Q - À quelle échéance ? Parce que tout ça, ce sont… Chacun appréciera mais, voilà, des lignes tracées. Mais encore une fois, tout ça prend du temps et le monde avance vite et les autres grands blocs avancent vite également. Donc quelles sont les échéances ? À quelle échéance cette souveraineté pourrait arriver ?

R - Je crois qu'on n'a pas à rougir de la façon dont on est dans la course, du tout, aujourd'hui, loin de là. On est, par exemple, le premier bloc régional en matière de transition énergétique, le premier, sans aucun conteste. On a un pouvoir dit normatif donc on fait des règles qui, quand on se les impose à nous-mêmes, elles s'imposent aux entreprises des d'autres pays quand ils veulent venir chez nous. Donc on a une influence énorme sur ce qu'on fait à travers le commerce avec l'Union européenne. Sur la défense, on ne part pas du tout de rien. On parle d'une défense française, italienne fortes, mais même l'Allemagne est le quatrième exportateur mondial militaire. Il faut quand même le rappeler.

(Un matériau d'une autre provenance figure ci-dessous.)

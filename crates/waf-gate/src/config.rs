use anyhow::{Context, Result};
use request_inspector::InspectionLimits;
use serde::Deserialize;
use std::path::{Path, PathBuf};
use tracing::warn;

#[derive(Debug, Default, Deserialize)]
pub struct Config {
    #[serde(default)]
    pub server: ServerConfig,
    #[serde(default)]
    pub logging: LoggingConfig,
    #[serde(default)]
    pub rules: RulesConfig,
    #[serde(default)]
    pub limits: LimitsConfig,
}

#[derive(Debug, Deserialize)]
pub struct ServerConfig {
    #[serde(default = "default_listen")]
    pub listen_addr: String,
}

impl Default for ServerConfig {
    fn default() -> Self {
        Self {
            listen_addr: default_listen(),
        }
    }
}

#[derive(Debug, Clone, Copy, PartialEq, Eq, Default, Deserialize)]
#[serde(rename_all = "lowercase")]
pub enum LogFormat {
    #[default]
    Json,
    Pretty,
}

#[derive(Debug, Deserialize)]
pub struct LoggingConfig {
    #[serde(default = "default_log_level")]
    pub level: String,
    #[serde(default)]
    pub format: LogFormat,
    /// `null` disables the audit trail.
    #[serde(default = "default_audit_path")]
    pub audit_log_path: Option<PathBuf>,
}

impl Default for LoggingConfig {
    fn default() -> Self {
        Self {
            level: default_log_level(),
            format: LogFormat::default(),
            audit_log_path: default_audit_path(),
        }
    }
}

#[derive(Debug, Default, Deserialize)]
pub struct RulesConfig {
    /// Optional YAML rule file; the built-in signatures are used alone when
    /// unset.
    #[serde(default)]
    pub file: Option<PathBuf>,
}

#[derive(Debug, Deserialize)]
pub struct LimitsConfig {
    #[serde(default = "default_max_value_len")]
    pub max_value_len: usize,
    #[serde(default = "default_max_fields")]
    pub max_fields: usize,
    #[serde(default = "default_max_body_bytes")]
    pub max_body_bytes: usize,
}

impl Default for LimitsConfig {
    fn default() -> Self {
        Self {
            max_value_len: default_max_value_len(),
            max_fields: default_max_fields(),
            max_body_bytes: default_max_body_bytes(),
        }
    }
}

impl LimitsConfig {
    pub fn inspection_limits(&self) -> InspectionLimits {
        InspectionLimits {
            max_value_len: self.max_value_len,
            max_fields: self.max_fields,
        }
    }
}

// ---------------------------------------------------------------------------
// Default-value functions used by serde
// ---------------------------------------------------------------------------

fn default_listen() -> String {
    "127.0.0.1:5000".to_string()
}

fn default_log_level() -> String {
    "info".to_string()
}

fn default_audit_path() -> Option<PathBuf> {
    Some(PathBuf::from("waf-audit.jsonl"))
}

fn default_max_value_len() -> usize {
    InspectionLimits::default().max_value_len
}

fn default_max_fields() -> usize {
    InspectionLimits::default().max_fields
}

fn default_max_body_bytes() -> usize {
    1024 * 1024
}

// ---------------------------------------------------------------------------
// Loader
// ---------------------------------------------------------------------------

/// Load configuration from a YAML file.
///
/// A missing file yields the default configuration and a warning, so the
/// gateway can start without any config written.
pub fn load(path: &Path) -> Result<Config> {
    if !path.exists() {
        warn!(
            path = %path.display(),
            "configuration file not found; using defaults"
        );
        return Ok(Config::default());
    }

    let contents = std::fs::read_to_string(path)
        .with_context(|| format!("failed to read config file: {}", path.display()))?;

    serde_yml::from_str(&contents)
        .with_context(|| format!("failed to parse config file: {}", path.display()))
}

Q - Mais avec une armée un peu en déshérence quand même.

R - Dans laquelle ils investissent 100 milliards.

Q - Il y a une question aussi d'interopérabilité si on revient sur ce sujet. L'intérêt, certes les armées françaises, italiennes, allemandes sont importantes, ce sont de grands producteurs d'armes. Encore faut-il que ces armes puissent fonctionner ensemble et que ces armées puissent travailler ensemble.

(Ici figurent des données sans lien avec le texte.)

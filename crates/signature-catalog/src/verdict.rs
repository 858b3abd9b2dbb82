use serde::{Deserialize, Serialize};

use crate::patterns::AttackCategory;

/// Which rule fired, and for which category.
#[derive(Debug, Clone, PartialEq, Eq, Serialize, Deserialize)]
pub struct Detection {
    /// Category reported to the client.
    pub category: AttackCategory,
    /// `name` of the first rule that matched.
    pub rule: String,
    /// Human-readable description of that rule.
    pub description: String,
}

impl Detection {
    /// Message body for the 403 response, e.g.
    /// `WAF Alert: SQL Injection detected`.
    pub fn alert_message(&self) -> String {
        format!("WAF Alert: {} detected", self.category.description())
    }
}

/// Classification outcome for a single value or a whole request.
#[derive(Debug, Clone, PartialEq, Eq, Serialize, Deserialize)]
#[serde(tag = "verdict", rename_all = "snake_case")]
pub enum Verdict {
    /// No rule in any category matched.
    Clean,
    /// A rule matched; the request must not proceed.
    Rejected(Detection),
}

impl Verdict {
    pub fn is_clean(&self) -> bool {
        matches!(self, Self::Clean)
    }

    /// The detection, if this verdict is a rejection.
    pub fn detection(&self) -> Option<&Detection> {
        match self {
            Self::Clean => None,
            Self::Rejected(detection) => Some(detection),
        }
    }

    /// The category, if this verdict is a rejection.
    pub fn category(&self) -> Option<AttackCategory> {
        self.detection().map(|d| d.category)
    }

    /// See [`Detection::alert_message`].  `None` for clean verdicts.
    pub fn alert_message(&self) -> Option<String> {
        self.detection().map(Detection::alert_message)
    }
}
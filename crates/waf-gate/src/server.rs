//! HTTP surface: a single demo route behind the WAF middleware.

use std::net::SocketAddr;

use audit_log::{AuditEntry, AuditEventType, AuditSink, AuditSource, DetectionRecord};
use axum::body::Body;
use axum::extract::{ConnectInfo, Request, State};
use axum::middleware::{self, Next};
use axum::response::{IntoResponse, Response};
use axum::routing::get;
use axum::Router;
use http::request::Parts;
use http_body_util::LengthLimitError;
use http::StatusCode;
use request_inspector::{extract, InspectionLimits, Inspector};
use tracing::{debug, warn};

const WELCOME: &str = "Welcome! WAF is active.";
const MALFORMED_ALERT: &str = "WAF Alert: Malformed input rejected";
const BODY_TOO_LARGE_ALERT: &str = "WAF Alert: Request body too large";
const UNSUPPORTED_BODY_ALERT: &str = "WAF Alert: Unsupported content type";

/// Shared by every request; cloned per request by axum.
#[derive(Clone)]
pub struct AppState {
    pub inspector: Inspector,
    pub limits: InspectionLimits,
    pub max_body_bytes: usize,
    pub audit: Option<AuditSink>,
}

impl AppState {
    fn audit(&self, entry: AuditEntry) {
        if let Some(sink) = &self.audit {
            sink.log(entry);
        }
    }
}

/// Build the router. Every request, including ones for unknown paths, goes
/// through [`waf_guard`] first.
pub fn router(state: AppState) -> Router {
    Router::new()
        .route("/", get(index).post(index))
        .fallback(not_found)
        .layer(middleware::from_fn_with_state(state, waf_guard))
}

async fn index() -> &'static str {
    WELCOME
}

async fn not_found() -> StatusCode {
    StatusCode::NOT_FOUND
}

/// Inspect the request and either answer it with a rejection or pass it on
/// with its buffered body restored.
async fn waf_guard(State(state): State<AppState>, request: Request, next: Next) -> Response {
    let (parts, body) = request.into_parts();

    // A body that could not be buffered was never inspected, so it is never
    // forwarded.
    let bytes = match axum::body::to_bytes(body, state.max_body_bytes).await {
        Ok(bytes) => bytes,
        Err(err) if is_length_limit(&err) => {
            warn!(
                limit = state.max_body_bytes,
                path = %parts.uri.path(),
                "request body over limit"
            );
            return (StatusCode::PAYLOAD_TOO_LARGE, BODY_TOO_LARGE_ALERT).into_response();
        }
        Err(err) => {
            warn!(%err, path = %parts.uri.path(), "request body unreadable");
            return malformed(&state, &parts, &err.to_string());
        }
    };

    match extract::is_multipart(&parts.headers) {
        Ok(false) => {}
        Ok(true) => {
            warn!(path = %parts.uri.path(), "multipart body rejected");
            return (StatusCode::UNSUPPORTED_MEDIA_TYPE, UNSUPPORTED_BODY_ALERT).into_response();
        }
        Err(err) => {
            warn!(%err, path = %parts.uri.path(), "malformed request rejected");
            return malformed(&state, &parts, &err.to_string());
        }
    }

    let input = match extract::extract_request(&parts, &bytes, &state.limits) {
        Ok(input) => input,
        Err(err) => {
            warn!(%err, path = %parts.uri.path(), "malformed request rejected");
            return malformed(&state, &parts, &err.to_string());
        }
    };

    if let Some(finding) = state.inspector.find_first(&input) {
        let message = finding.detection.alert_message();
        state.audit(
            AuditEntry::new(
                AuditEventType::RequestRejected,
                request_source(&parts),
                serde_json::json!({
                    "status": StatusCode::FORBIDDEN.as_u16(),
                    "fields_inspected": input.len(),
                }),
            )
            .with_detection(DetectionRecord {
                category: finding.detection.category.to_string(),
                rule: finding.detection.rule.clone(),
                field_source: finding.source.to_string(),
                field_name: finding.name.clone(),
            }),
        );
        return (StatusCode::FORBIDDEN, message).into_response();
    }

    debug!(fields = input.len(), path = %parts.uri.path(), "request admitted");
    next.run(Request::from_parts(parts, Body::from(bytes))).await
}

/// Answer 400 and record the reason.
fn malformed(state: &AppState, parts: &Parts, error: &str) -> Response {
    state.audit(AuditEntry::new(
        AuditEventType::MalformedRequest,
        request_source(parts),
        serde_json::json!({
            "status": StatusCode::BAD_REQUEST.as_u16(),
            "error": error,
        }),
    ));
    (StatusCode::BAD_REQUEST, MALFORMED_ALERT).into_response()
}

/// True when buffering stopped because the body exceeded its limit.
fn is_length_limit(err: &axum::Error) -> bool {
    let mut source: Option<&(dyn std::error::Error + 'static)> = Some(err);
    while let Some(e) = source {
        if e.is::<LengthLimitError>() {
            return true;
        }
        source = e.source();
    }
    false
}

fn request_source(parts: &Parts) -> AuditSource {
    AuditSource {
        component: "waf-guard".to_string(),
        remote_addr: parts
            .extensions
            .get::<ConnectInfo<SocketAddr>>()
            .map(|ConnectInfo(addr)| addr.to_string()),
        method: Some(parts.method.to_string()),
        path: Some(parts.uri.path().to_string()),
    }
}
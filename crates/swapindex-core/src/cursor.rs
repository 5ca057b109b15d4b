//! Scan cursor: the persisted "everything up to here is committed" marker.

use serde::{Deserialize, Serialize};

/// The scanner's durable position on chain.
///
/// Every height in `start_height..=last_completed_height` has been committed
/// together with its swaps (possibly none). A fresh cursor sits at
/// `start_height - 1`, so the first processed height is `start_height`.
#[derive(Debug, Clone, Copy, PartialEq, Eq, Serialize, Deserialize)]
pub struct ScanCursor {
    /// First height this index covers.
    pub start_height: u64,
    /// Highest height whose commit has completed.
    pub last_completed_height: u64,
    /// Unix timestamp of the last write.
    pub updated_at: i64,
}

impl ScanCursor {
    /// Cursor for an index that has not committed anything yet.
    pub fn genesis(start_height: u64) -> Self {
        Self {
            start_height,
            last_completed_height: start_height.saturating_sub(1),
            updated_at: 0,
        }
    }

    /// Cursor positioned right after `height` was committed.
    pub fn at(start_height: u64, height: u64) -> Self {
        Self {
            start_height,
            last_completed_height: height,
            updated_at: chrono::Utc::now().timestamp(),
        }
    }

    /// The cursor that results from committing `height`.
    pub fn advanced_to(&self, height: u64) -> Self {
        Self::at(self.start_height, height)
    }

    /// Next height to process.
    pub fn next_height(&self) -> u64 {
        self.last_completed_height + 1
    }

    /// `true` once at least one height has been committed.
    pub fn has_progress(&self) -> bool {
        self.last_completed_height >= self.start_height
    }

    /// `true` if `height` lies inside the committed range.
    pub fn covers(&self, height: u64) -> bool {
        height >= self.start_height && height <= self.last_completed_height
    }
}

/// Highest height that may be processed given the current tip and the
/// number of confirmations to wait for.
pub fn confirmed_tip(tip: u64, confirmation_depth: u64) -> u64 {
    tip.saturating_sub(confirmation_depth)
}

#[cfg(test)]
mod tests {
    use super::*;

    #[test]
    fn genesis_cursor() {
        let c = ScanCursor::genesis(17777000);
        assert_eq!(c.last_completed_height, 17776999);
        assert_eq!(c.next_height(), 17777000);
        assert!(!c.has_progress());
        assert!(!c.covers(17777000));
    }

    #[test]
    fn advance_and_cover() {
        let c = ScanCursor::genesis(100).advanced_to(100).advanced_to(101);
        assert_eq!(c.next_height(), 102);
        assert!(c.has_progress());
        assert!(c.covers(100) && c.covers(101));
        assert!(!c.covers(99) && !c.covers(102));
        assert!(c.updated_at > 0);
    }

    #[test]
    fn confirmation_depth() {
        assert_eq!(confirmed_tip(112, 12), 100);
        assert_eq!(confirmed_tip(5, 12), 0);
        assert_eq!(confirmed_tip(50, 0), 50);
    }
}
// ─── Row mapping ─────────────────────────────────────────────────────────────

fn row_to_event(row: &SqliteRow) -> Result<SwapEvent, IndexerError> {
    let corrupt = |what: &str, e: String| IndexerError::Storage(format!("corrupt {what}: {e}"));

    let amount: String = row.try_get("token_in_amount").map_err(storage_err)?;
    let amount = BigUint::from_str(&amount).map_err(|e| corrupt("amount", e.to_string()))?;
    let token_out = row
        .try_get::<Option<String>, _>("token_out")
        .map_err(storage_err)?
        .map(|s| Coin::parse(&s).map_err(|e| corrupt("token_out", e.to_string())))
        .transpose()?;
    let usd_value = row
        .try_get::<Option<String>, _>("usd_value")
        .map_err(storage_err)?
        .map(|s| BigDecimal::from_str(&s).map_err(|e| corrupt("usd_value", e.to_string())))
        .transpose()?;
    let block_time = row
        .try_get::<Option<String>, _>("block_time")
        .map_err(storage_err)?
        .map(|s| {
            DateTime::parse_from_rfc3339(&s)
                .map(|t| t.with_timezone(&Utc))
                .map_err(|e| corrupt("block_time", e.to_string()))
        })
        .transpose()?;

    Ok(SwapEvent {
        height: row.try_get::<i64, _>("height").map_err(storage_err)? as u64,
        tx_index: row.try_get::<i64, _>("tx_index").map_err(storage_err)? as u32,
        event_index: row.try_get::<i64, _>("event_index").map_err(storage_err)? as u32,
        pool_id: row.try_get::<i64, _>("pool_id").map_err(storage_err)? as u64,
        sender: row.try_get("sender").map_err(storage_err)?,
        token_in: Coin {
            denom: row.try_get("token_in_denom").map_err(storage_err)?,
            amount,
        },
        token_out,
        usd_value,
        block_time,
    })
}

fn row_to_window(row: &SqliteRow) -> Result<MerkleWindow, IndexerError> {
    let leaves: String = row.try_get("leaf_hashes").map_err(storage_err)?;
    let leaf_hashes: Vec<NodeHash> = serde_json::from_str(&leaves)
        .map_err(|e| IndexerError::Storage(format!("corrupt leaf list: {e}")))?;
    let root: String = row.try_get("root").map_err(storage_err)?;
    Ok(MerkleWindow {
        window_id: row.try_get::<i64, _>("window_id").map_err(storage_err)? as u64,
        start_height: row.try_get::<i64, _>("start_height").map_err(storage_err)? as u64,
        end_height: row.try_get::<i64, _>("end_height").map_err(storage_err)? as u64,
        leaf_hashes,
        root: NodeHash::from_hex(&root).map_err(IndexerError::Storage)?,
        built_at: row.try_get("built_at").map_err(storage_err)?,
    })
}

fn format_time(t: &DateTime<Utc>) -> String {
    t.to_rfc3339_opts(SecondsFormat::AutoSi, true)
}

async fn load_cursor(conn: &mut SqliteConnection) -> Result<Option<ScanCursor>, IndexerError> {
    let row = sqlx::query(
        "SELECT start_height, last_completed_height, updated_at FROM scan_cursor WHERE id = 1",
    )
    .fetch_optional(&mut *conn)
    .await
    .map_err(storage_err)?;
    Ok(row.map(|r| ScanCursor {
        start_height: r.get::<i64, _>("start_height") as u64,
        last_completed_height: r.get::<i64, _>("last_completed_height") as u64,
        updated_at: r.get("updated_at"),
    }))
}

async fn store_cursor(conn: &mut SqliteConnection, cursor: &ScanCursor) -> Result<(), IndexerError> {
    sqlx::query(
        "INSERT INTO scan_cursor (id, start_height, last_completed_height, updated_at)
         VALUES (1, ?, ?, ?)
         ON CONFLICT (id) DO UPDATE SET
            start_height          = excluded.start_height,
            last_completed_height = excluded.last_completed_height,
            updated_at            = excluded.updated_at",
    )
    .bind(cursor.start_height as i64)
    .bind(cursor.last_completed_height as i64)
    .bind(cursor.updated_at)
    .execute(&mut *conn)
    .await
    .map_err(storage_err)?;
    Ok(())
}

R - Absolument. C'est à la fois l'objectif de cette stratégie qu'on appelle boussole stratégique, c'est l'objectif du SCAF, l'interopérabilité entre les différents éléments, et puis on a des troupes européennes maintenant. Vous allez en Roumanie, il y a beaucoup de troupes françaises. Vous allez en Estonie, il y a beaucoup de troupes françaises, mais avec d'autres. Je crois que c'est, je ne veux pas dire de bêtise, mais des danoises. Vous allez dans tout le flanc oriental et vous allez avoir des soldats de plusieurs pays de l'Union européenne qui viennent renforcer nos frontières.

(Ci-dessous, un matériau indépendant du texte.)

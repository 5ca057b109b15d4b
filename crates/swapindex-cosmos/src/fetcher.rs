//! `BlockFetcher` over a CometBFT JSON-RPC endpoint, backed by `reqwest`.
//!
//! One height costs two calls issued concurrently: `block_results` for the
//! transaction events and `header` for the block time. Pacing and retries are
//! the scanner's job; this client only classifies failures.

use std::sync::atomic::{AtomicU64, Ordering};
use std::time::Duration;

use async_trait::async_trait;
use serde::de::DeserializeOwned;
use serde_json::Value;

use swapindex_core::fetcher::{BlockFetcher, FetchError};
use swapindex_core::types::BlockResults;

use crate::rpc::{
    into_block_results, parse_height, AttributeEncoding, BlockResultsResult, HeaderResult,
    JsonRpcError, JsonRpcRequest, JsonRpcResponse, StatusResult,
};

/// Public Osmosis archive node.
pub const DEFAULT_RPC_URL: &str = "https://rpc.archive.osmosis.zone:443";

/// Configuration for `CometBftFetcher`.
#[derive(Debug, Clone)]
pub struct CometBftConfig {
    pub url: String,
    pub request_timeout: Duration,
    pub attribute_encoding: AttributeEncoding,
}

impl Default for CometBftConfig {
    fn default() -> Self {
        Self {
            url: DEFAULT_RPC_URL.into(),
            request_timeout: Duration::from_secs(30),
            attribute_encoding: AttributeEncoding::Plain,
        }
    }
}

/// CometBFT JSON-RPC block fetcher.
pub struct CometBftFetcher {
    config: CometBftConfig,
    http: reqwest::Client,
    next_id: AtomicU64,
}

impl CometBftFetcher {
    pub fn new(config: CometBftConfig) -> Result<Self, FetchError> {
        let http = reqwest::Client::builder()
            .timeout(config.request_timeout)
            .build()
            .map_err(|e| FetchError::Permanent(format!("http client: {e}")))?;
        Ok(Self {
            config,
            http,
            next_id: AtomicU64::new(1),
        })
    }

    /// Create with default settings for the given endpoint.
    pub fn for_url(url: impl Into<String>) -> Result<Self, FetchError> {
        Self::new(CometBftConfig {
            url: url.into(),
            ..Default::default()
        })
    }

    pub fn url(&self) -> &str {
        &self.config.url
    }

    fn next_id(&self) -> u64 {
        self.next_id.fetch_add(1, Ordering::Relaxed)
    }

    async fn call<T: DeserializeOwned>(&self, req: JsonRpcRequest) -> Result<T, FetchError> {
        tracing::debug!(method = %req.method, id = %req.id, url = %self.config.url, "rpc call");

        let resp = self
            .http
            .post(&self.config.url)
            .json(&req)
            .send()
            .await
            .map_err(classify_transport)?;

        let status = resp.status();
        if !status.is_success() {
            let body = resp.text().await.unwrap_or_default();
            return Err(classify_status(status.as_u16(), &body));
        }

        let body: JsonRpcResponse = resp.json().await.map_err(classify_transport)?;
        let result = body.into_result().map_err(classify_rpc)?;
        decode_result(&req.method, result)
    }
}

#[async_trait]
impl BlockFetcher for CometBftFetcher {
    async fn latest_height(&self) -> Result<u64, FetchError> {
        let status: StatusResult = self
            .call(JsonRpcRequest::new(self.next_id(), "status", Value::Object(Default::default())))
            .await?;
        parse_height(&status.sync_info.latest_block_height).map_err(FetchError::Permanent)
    }

    async fn fetch_block_results(&self, height: u64) -> Result<BlockResults, FetchError> {
        let results_req = JsonRpcRequest::at_height(self.next_id(), "block_results", height);
        let header_req = JsonRpcRequest::at_height(self.next_id(), "header", height);

        let (raw, header) = tokio::try_join!(
            self.call::<BlockResultsResult>(results_req),
            self.call::<HeaderResult>(header_req),
        )?;

        let header_height = parse_height(&header.header.height).map_err(FetchError::Permanent)?;
        if header_height != height {
            return Err(FetchError::Permanent(format!(
                "header for {height} reports height {header_height}"
            )));
        }

        let block = into_block_results(raw, Some(header.header.time), self.config.attribute_encoding)
            .map_err(FetchError::Permanent)?;
        tracing::debug!(height, txs = block.txs.len(), "fetched block results");
        Ok(block)
    }
}

// ─── Error classification ────────────────────────────────────────────────────

fn classify_transport(e: reqwest::Error) -> FetchError {
    if e.is_decode() {
        FetchError::Permanent(format!("undecodable response: {e}"))
    } else if e.is_builder() {
        FetchError::Permanent(e.to_string())
    } else {
        // timeouts, refused and reset connections, truncated bodies
        FetchError::Transient(e.to_string())
    }
}

fn classify_status(status: u16, body: &str) -> FetchError {
    let reason = format!("HTTP {status}: {}", body.chars().take(200).collect::<String>());
    if status == 429 || status >= 500 {
        FetchError::Transient(reason)
    } else {
        FetchError::Permanent(reason)
    }
}

fn classify_rpc(e: JsonRpcError) -> FetchError {
    if e.is_unavailable_height() {
        FetchError::Permanent(e.to_string())
    } else {
        // includes heights past the node's tip
        FetchError::Transient(e.to_string())
    }
}

fn decode_result<T: DeserializeOwned>(method: &str, result: Value) -> Result<T, FetchError> {
    serde_json::from_value(result)
        .map_err(|e| FetchError::Permanent(format!("unexpected {method} result: {e}")))
}

#[cfg(test)]
mod tests {
    use super::*;

    #[test]
    fn status_codes() {
        assert!(classify_status(429, "slow down").is_transient());
        assert!(classify_status(502, "bad gateway").is_transient());
        assert!(classify_status(503, "").is_transient());
        assert!(!classify_status(400, "bad request").is_transient());
        assert!(!classify_status(404, "").is_transient());
    }

    #[test]
    fn long_bodies_are_truncated() {
        let body = "x".repeat(5_000);
        let err = classify_status(500, &body);
        assert!(err.reason().len() < 300);
    }

    #[test]
    fn rpc_errors() {
        let pruned = JsonRpcError {
            code: -32603,
            message: "Internal error".into(),
            data: Some(Value::String(
                "height 1 is not available, lowest height is 3".into(),
            )),
        };
        assert!(!classify_rpc(pruned).is_transient());

        let ahead = JsonRpcError {
            code: -32603,
            message: "Internal error".into(),
            data: Some(Value::String(
                "height 20000000 must be less than or equal to the current blockchain height 17800000"
                    .into(),
            )),
        };
        assert!(classify_rpc(ahead).is_transient());
    }

    #[test]
    fn bad_result_shape_is_permanent() {
        let err = decode_result::<StatusResult>("status", serde_json::json!({"nope": 1}))
            .unwrap_err();
        assert!(!err.is_transient());
        assert!(err.reason().contains("status"));
    }

    #[test]
    fn fetcher_construction() {
        let fetcher = CometBftFetcher::for_url("http://localhost:26657").unwrap();
        assert_eq!(fetcher.url(), "http://localhost:26657");
        assert_eq!(fetcher.next_id(), 1);
        assert_eq!(fetcher.next_id(), 2);
    }

    #[tokio::test]
    async fn unreachable_node_is_transient() {
        let fetcher = CometBftFetcher::new(CometBftConfig {
            url: "http://127.0.0.1:9".into(),
            request_timeout: Duration::from_millis(500),
            ..Default::default()
        })
        .unwrap();
        let err = fetcher.latest_height().await.unwrap_err();
        assert!(err.is_transient(), "{err:?}");
    }
}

Q - En quelques mots qu'attendez-vous - vous avez déjà commencé à répondre à cette question d'ailleurs - mais qu'attendez-vous de l'année qui va bientôt commencer pour l'Europe ?

R - Une accélération sur tous ces sujets. La transition énergétique, le développement de notre souveraineté numérique, de la défense et puis les 60 ans du traité de l'Élysée qui célèbre l'amitié franco-allemande.

Q - On suivra évidemment tout cela sur TV5 Monde. Merci beaucoup Laurence Boone, merci d'avoir répondu à nos questions, secrétaire d'État français chargée de l'Europe.